Oracle & Quocirca report shows that businesses are acknowledging the role of finance in monitoring performance across all operations.

Calculated on a scale of 0 to 10, the overall Index for all of the surveyed countries has leaped by 38% from 5.13 in the first report to 7.04 in Oracle EPM Index II. The increase reflects an improvement in performance management confidence across all geographies, sizes of organizations and all verticals.

Oracle attributes this rise in confidence about enterprise performance management to the global economic situation. The first EPM Index was conducted in January 2009 as businesses grappled with the deteriorating economic outlook. The consequent assessment of operational efficiency highlighted the lack of integration and the poor quality of information exchange between key business functions.

Rather than signifying any material improvements, the stronger performance in Oracle EPM Index II reveals that the majority of businesses now feel more confident about their ability to address these shortcomings.

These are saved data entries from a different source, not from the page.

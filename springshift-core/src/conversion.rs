//! Conversion of representative classes.
//!
//! The reply is written verbatim. When the LLM cannot be reached, a commented
//! placeholder takes its place at the same path, so every attempted slot ends
//! up with a file.

use crate::llm::{truncate_chars, LlmClient};
use crate::types::{Category, ClassRecord, SourceFile};
use std::collections::HashSet;
use std::path::{Path, PathBuf};

const SYSTEM_PROMPT: &str = "You are an expert in converting Java Spring Boot applications to Node.js Express applications. Provide complete, working code with proper error handling and documentation.";

/// Instruction set used for a conversion.
#[derive(Debug, Clone, Copy, PartialEq, Eq)]
pub enum ConversionTemplate {
    Controller,
    Service,
    DataAccess,
}

impl ConversionTemplate {
    /// Template for a category; categories without their own template use
    /// the service one.
    pub fn for_category(category: Category) -> Self {
        match category {
            Category::Controller => ConversionTemplate::Controller,
            Category::DataAccess => ConversionTemplate::DataAccess,
            Category::Service
            | Category::Entity
            | Category::Configuration
            | Category::Utility
            | Category::Other => ConversionTemplate::Service,
        }
    }

    fn preamble(&self) -> &'static str {
        match self {
            ConversionTemplate::Controller => {
                "Convert this Java Spring Boot Controller to a Node.js Express.js controller."
            }
            ConversionTemplate::Service => {
                "Convert this Java Spring Boot Service class to a Node.js service module."
            }
            ConversionTemplate::DataAccess => {
                "Convert this Java Spring Boot Repository/DAO to a Node.js data access module."
            }
        }
    }

    fn requirements(&self) -> &'static [&'static str] {
        match self {
            ConversionTemplate::Controller => &[
                "Use Express.js router patterns",
                "Convert @RequestMapping/@GetMapping/@PostMapping to Express routes",
                "Handle request/response objects properly",
                "Include proper error handling and validation",
                "Add JSDoc comments for all functions",
                "Use async/await for database operations",
                "Follow RESTful conventions",
                "Include proper HTTP status codes",
            ],
            ConversionTemplate::Service => &[
                "Create a service module with exported functions",
                "Convert business logic to async/await patterns",
                "Include proper error handling and logging",
                "Add JSDoc comments",
                "Handle data validation",
                "Use modern JavaScript patterns",
                "Include proper module exports",
            ],
            ConversionTemplate::DataAccess => &[
                "Create database access functions using a connection library",
                "Convert JPA methods to SQL queries or ORM calls",
                "Include proper error handling",
                "Add JSDoc comments",
                "Use async/await patterns",
                "Include connection management",
                "Add query validation",
            ],
        }
    }

    /// Render the full user prompt.
    pub fn render(&self, source: &str, record: &ClassRecord) -> String {
        let class_info =
            serde_json::to_string_pretty(record).unwrap_or_else(|_| record.class_name.clone());
        let requirements = self
            .requirements()
            .iter()
            .map(|r| format!("- {r}"))
            .collect::<Vec<_>>()
            .join("\n");

        format!(
            "{}\n\nJava code:\n```java\n{}\n```\n\nClass info: {}\n\nRequirements:\n{}\n\nReturn complete, production-ready Node.js code.",
            self.preamble(),
            source,
            class_info,
            requirements
        )
    }
}

/// What a conversion produced.
#[derive(Debug, Clone, PartialEq, Eq)]
pub enum ConversionOutcome {
    /// LLM reply, unvalidated
    Converted(String),
    /// Commented stand-in naming the class and the error
    Placeholder(String),
}

impl ConversionOutcome {
    pub fn text(&self) -> &str {
        match self {
            ConversionOutcome::Converted(text) | ConversionOutcome::Placeholder(text) => text,
        }
    }

    pub fn is_placeholder(&self) -> bool {
        matches!(self, ConversionOutcome::Placeholder(_))
    }
}

/// Placeholder text for a failed conversion.
pub fn placeholder(class_name: &str, error: &str) -> String {
    format!("// Conversion failed for {class_name}\n// Error: {error}")
}

/// File-name stem for a class: lower-cased, anything outside `[a-z0-9_-]`
/// dropped.
fn artifact_stem(class_name: &str) -> String {
    let stem: String = class_name
        .to_lowercase()
        .chars()
        .filter(|c| c.is_ascii_alphanumeric() || *c == '_' || *c == '-')
        .collect();
    if stem.is_empty() {
        "converted".to_string()
    } else {
        stem
    }
}

/// Hands out artifact paths that are unique within one run.
///
/// `<class>.<ext>` is used while it is free. A clash with an earlier
/// artifact or with the reserved report name falls back to
/// `<class>.<category>.<ext>`, then to numbered variants of that.
#[derive(Debug)]
pub struct ArtifactNamer {
    output_dir: PathBuf,
    extension: String,
    taken: HashSet<String>,
}

impl ArtifactNamer {
    /// `reserved` is a file name in `output_dir` that must never be used,
    /// normally the report file.
    pub fn new(output_dir: &Path, extension: &str, reserved: &str) -> Self {
        let mut taken = HashSet::new();
        taken.insert(reserved.to_lowercase());
        Self {
            output_dir: output_dir.to_path_buf(),
            extension: extension.to_string(),
            taken,
        }
    }

    /// Path for the next artifact. Never returns the same path twice.
    pub fn next(&mut self, class_name: &str, category: Category) -> PathBuf {
        let stem = artifact_stem(class_name);
        let ext = &self.extension;

        let mut file_name = format!("{stem}.{ext}");
        if self.is_taken(&file_name) {
            file_name = format!("{stem}.{category}.{ext}");
        }
        let mut n = 2;
        while self.is_taken(&file_name) {
            file_name = format!("{stem}.{category}-{n}.{ext}");
            n += 1;
        }

        self.taken.insert(file_name.to_lowercase());
        self.output_dir.join(file_name)
    }

    // Case-insensitive so clashes hold on case-folding filesystems too
    fn is_taken(&self, file_name: &str) -> bool {
        self.taken.contains(&file_name.to_lowercase())
    }
}

/// Converts representative files through the LLM.
pub struct Converter<'a> {
    client: &'a dyn LlmClient,
    max_source_chars: usize,
}

impl<'a> Converter<'a> {
    pub fn new(client: &'a dyn LlmClient, max_source_chars: usize) -> Self {
        Self {
            client,
            max_source_chars,
        }
    }

    /// Convert one file. Exactly one LLM call; failures become a placeholder.
    pub fn convert(
        &self,
        file: &SourceFile,
        record: &ClassRecord,
        category: Category,
    ) -> ConversionOutcome {
        let template = ConversionTemplate::for_category(category);
        let source = truncate_chars(&file.content, self.max_source_chars);
        let prompt = template.render(&source, record);

        match self.client.complete(SYSTEM_PROMPT, &prompt) {
            Ok(text) => ConversionOutcome::Converted(text),
            Err(e) => {
                tracing::error!(
                    class = %record.class_name,
                    category = %category,
                    error = %e,
                    "Conversion request failed"
                );
                ConversionOutcome::Placeholder(placeholder(&record.class_name, &e.to_string()))
            }
        }
    }
}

As with the first report, the research for Oracle EPM Index II asked 800 business decision makers in Europe and North America to rank their organizations on the quality of their processes and accuracy of information governing the six inter-dependent areas of EPM: the stakeholder environment, market model, business model, business plan, business operations and business results.

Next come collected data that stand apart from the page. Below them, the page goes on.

//! LLM transport shared by the analyzer and the converter.
//!
//! [`LlmClient`] is the seam: the pipeline only ever sees a boxed client, so
//! tests substitute a stub and production uses [`HttpLlmClient`].

use crate::config::{LlmConfig, LlmProvider};
use crate::{Error, Result};
use reqwest::header::{HeaderMap, HeaderValue, AUTHORIZATION, CONTENT_TYPE};
use serde_json::json;
use std::time::Duration;
use tokio::sync::Semaphore;

/// Blocking completion interface.
pub trait LlmClient: Send + Sync {
    /// Send one system + user prompt pair and return the reply text.
    fn complete(&self, system: &str, prompt: &str) -> Result<String>;
}

/// Create the default HTTP-backed client.
///
/// Fails when a hosted provider has no API key in config or environment.
pub fn create_client(llm: &LlmConfig) -> Result<Box<dyn LlmClient>> {
    Ok(Box::new(HttpLlmClient::new(llm)?))
}

/// Pull the outermost JSON object out of a reply that may wrap it in prose
/// or markdown fences.
pub fn extract_json_object(raw: &str) -> Result<&str> {
    let start = raw.find('{').ok_or_else(|| {
        Error::MalformedResponse("response did not contain a JSON object".to_string())
    })?;
    let end = raw.rfind('}').ok_or_else(|| {
        Error::MalformedResponse("response did not contain a JSON object".to_string())
    })?;
    if end <= start {
        return Err(Error::MalformedResponse(
            "response JSON bounds are invalid".to_string(),
        ));
    }
    Ok(&raw[start..=end])
}

/// Cut `text` to at most `max_chars` characters, marking the cut.
pub fn truncate_chars(text: &str, max_chars: usize) -> std::borrow::Cow<'_, str> {
    match text.char_indices().nth(max_chars) {
        None => std::borrow::Cow::Borrowed(text),
        Some((byte_idx, _)) => {
            std::borrow::Cow::Owned(format!("{}\n...[truncated]", &text[..byte_idx]))
        }
    }
}

/// Client for Ollama, Claude and OpenAI chat endpoints.
///
/// Calls block the caller. A one-permit semaphore keeps at most one request
/// in flight even when the client is shared.
pub struct HttpLlmClient {
    model: String,
    provider: LlmProvider,
    endpoint: String,
    api_key: Option<String>,
    max_tokens: u32,
    runtime: tokio::runtime::Runtime,
    http: reqwest::Client,
    in_flight: Semaphore,
}

impl HttpLlmClient {
    pub fn new(config: &LlmConfig) -> Result<Self> {
        let endpoint = config
            .endpoint
            .clone()
            .unwrap_or_else(|| config.provider.default_endpoint().to_string());
        let api_key = match config.provider.api_key_env() {
            None => None,
            Some(var) => config
                .api_key
                .clone()
                .or_else(|| std::env::var(var).ok())
                .filter(|k| !k.is_empty()),
        };

        if let (Some(var), None) = (config.provider.api_key_env(), &api_key) {
            return Err(Error::Config(format!(
                "llm.api_key (or {var}) is required"
            )));
        }

        let runtime = tokio::runtime::Builder::new_current_thread()
            .enable_all()
            .build()
            .map_err(|e| Error::Llm(format!("failed to build tokio runtime: {e}")))?;
        let timeout_secs = config.timeout_secs.max(1);
        let http = reqwest::Client::builder()
            .timeout(Duration::from_secs(timeout_secs))
            .build()
            .map_err(|e| Error::Llm(format!("failed to build HTTP client: {e}")))?;

        Ok(Self {
            model: config.model.clone(),
            provider: config.provider,
            endpoint,
            api_key,
            max_tokens: config.max_tokens,
            runtime,
            http,
            in_flight: Semaphore::new(1),
        })
    }

    async fn post(
        &self,
        label: &str,
        url: String,
        headers: HeaderMap,
        body: serde_json::Value,
    ) -> Result<serde_json::Value> {
        let resp = self
            .http
            .post(url)
            .headers(headers)
            .json(&body)
            .send()
            .await
            .map_err(|e| Error::Llm(format!("{label} request failed: {e}")))?;
        let status = resp.status();
        let text = resp
            .text()
            .await
            .map_err(|e| Error::Llm(format!("{label} read body failed: {e}")))?;
        if !status.is_success() {
            return Err(Error::Llm(format!(
                "{label} returned {}: {}",
                status.as_u16(),
                text
            )));
        }
        Ok(serde_json::from_str(&text)?)
    }

    async fn complete_async(&self, system: &str, prompt: &str) -> Result<String> {
        let _permit = self
            .in_flight
            .acquire()
            .await
            .map_err(|e| Error::Llm(format!("request gate closed: {e}")))?;

        let base = self.endpoint.trim_end_matches('/');
        let mut headers = HeaderMap::new();
        headers.insert(CONTENT_TYPE, HeaderValue::from_static("application/json"));

        match self.provider {
            LlmProvider::Ollama => {
                let json = self
                    .post(
                        "ollama",
                        format!("{base}/api/generate"),
                        headers,
                        json!({
                            "model": self.model,
                            "system": system,
                            "prompt": prompt,
                            "stream": false,
                            "options": { "temperature": 0.1 },
                        }),
                    )
                    .await?;
                json.get("response")
                    .and_then(|v| v.as_str())
                    .map(ToString::to_string)
                    .ok_or_else(|| {
                        Error::Llm("ollama response missing string field `response`".to_string())
                    })
            }
            LlmProvider::Claude => {
                headers.insert(
                    "x-api-key",
                    HeaderValue::from_str(self.api_key.as_deref().unwrap_or_default())
                        .map_err(|e| Error::Llm(format!("invalid claude api key header: {e}")))?,
                );
                headers.insert("anthropic-version", HeaderValue::from_static("2023-06-01"));

                let json = self
                    .post(
                        "claude",
                        format!("{base}/v1/messages"),
                        headers,
                        json!({
                            "model": self.model,
                            "max_tokens": self.max_tokens,
                            "temperature": 0.1,
                            "system": system,
                            "messages": [{ "role": "user", "content": prompt }],
                        }),
                    )
                    .await?;
                json.get("content")
                    .and_then(|v| v.as_array())
                    .and_then(|arr| arr.first())
                    .and_then(|v| v.get("text"))
                    .and_then(|v| v.as_str())
                    .map(ToString::to_string)
                    .ok_or_else(|| Error::Llm("claude response missing content[0].text".to_string()))
            }
            LlmProvider::OpenAI => {
                headers.insert(
                    AUTHORIZATION,
                    HeaderValue::from_str(&format!(
                        "Bearer {}",
                        self.api_key.as_deref().unwrap_or_default()
                    ))
                    .map_err(|e| Error::Llm(format!("invalid auth header: {e}")))?,
                );

                let json = self
                    .post(
                        "openai",
                        format!("{base}/v1/chat/completions"),
                        headers,
                        json!({
                            "model": self.model,
                            "temperature": 0.1,
                            "max_tokens": self.max_tokens,
                            "messages": [
                                { "role": "system", "content": system },
                                { "role": "user", "content": prompt }
                            ]
                        }),
                    )
                    .await?;
                json.get("choices")
                    .and_then(|v| v.as_array())
                    .and_then(|arr| arr.first())
                    .and_then(|v| v.get("message"))
                    .and_then(|v| v.get("content"))
                    .and_then(|v| v.as_str())
                    .map(ToString::to_string)
                    .ok_or_else(|| {
                        Error::Llm("openai response missing choices[0].message.content".to_string())
                    })
            }
        }
    }
}

impl LlmClient for HttpLlmClient {
    fn complete(&self, system: &str, prompt: &str) -> Result<String> {
        tracing::debug!(
            provider = ?self.provider,
            model = %self.model,
            prompt_chars = prompt.len(),
            "Sending completion request"
        );
        self.runtime.block_on(self.complete_async(system, prompt))
    }
}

Along with increased confidence about progress towards Management Excellence, results from the six key areas assessed in EPM Index II reveal that businesses: Increasingly accept the need to adhere to the principles of enterprise performance management. Perceive significant improvements in their strategic planning and reporting processes. Are still too internally focused, at the expense of wide-ranging stakeholder expectations, and have comparatively weak levels of integration between the operational areas. Have an increased focus on customer loyalty to drive growth as opposed to new products, services or geographies. Now generally acknowledge the importance of Business Intelligence as a key reporting tool.

“Finance departments have spent 2009 fixing broken processes and information flows. The findings from Oracle EPM Index II reveal that businesses now understand better that key management performance processes need to be integrated, ” Frank Buytendijk, vice president and fellow of EPM at Oracle commented. (BBJ Online)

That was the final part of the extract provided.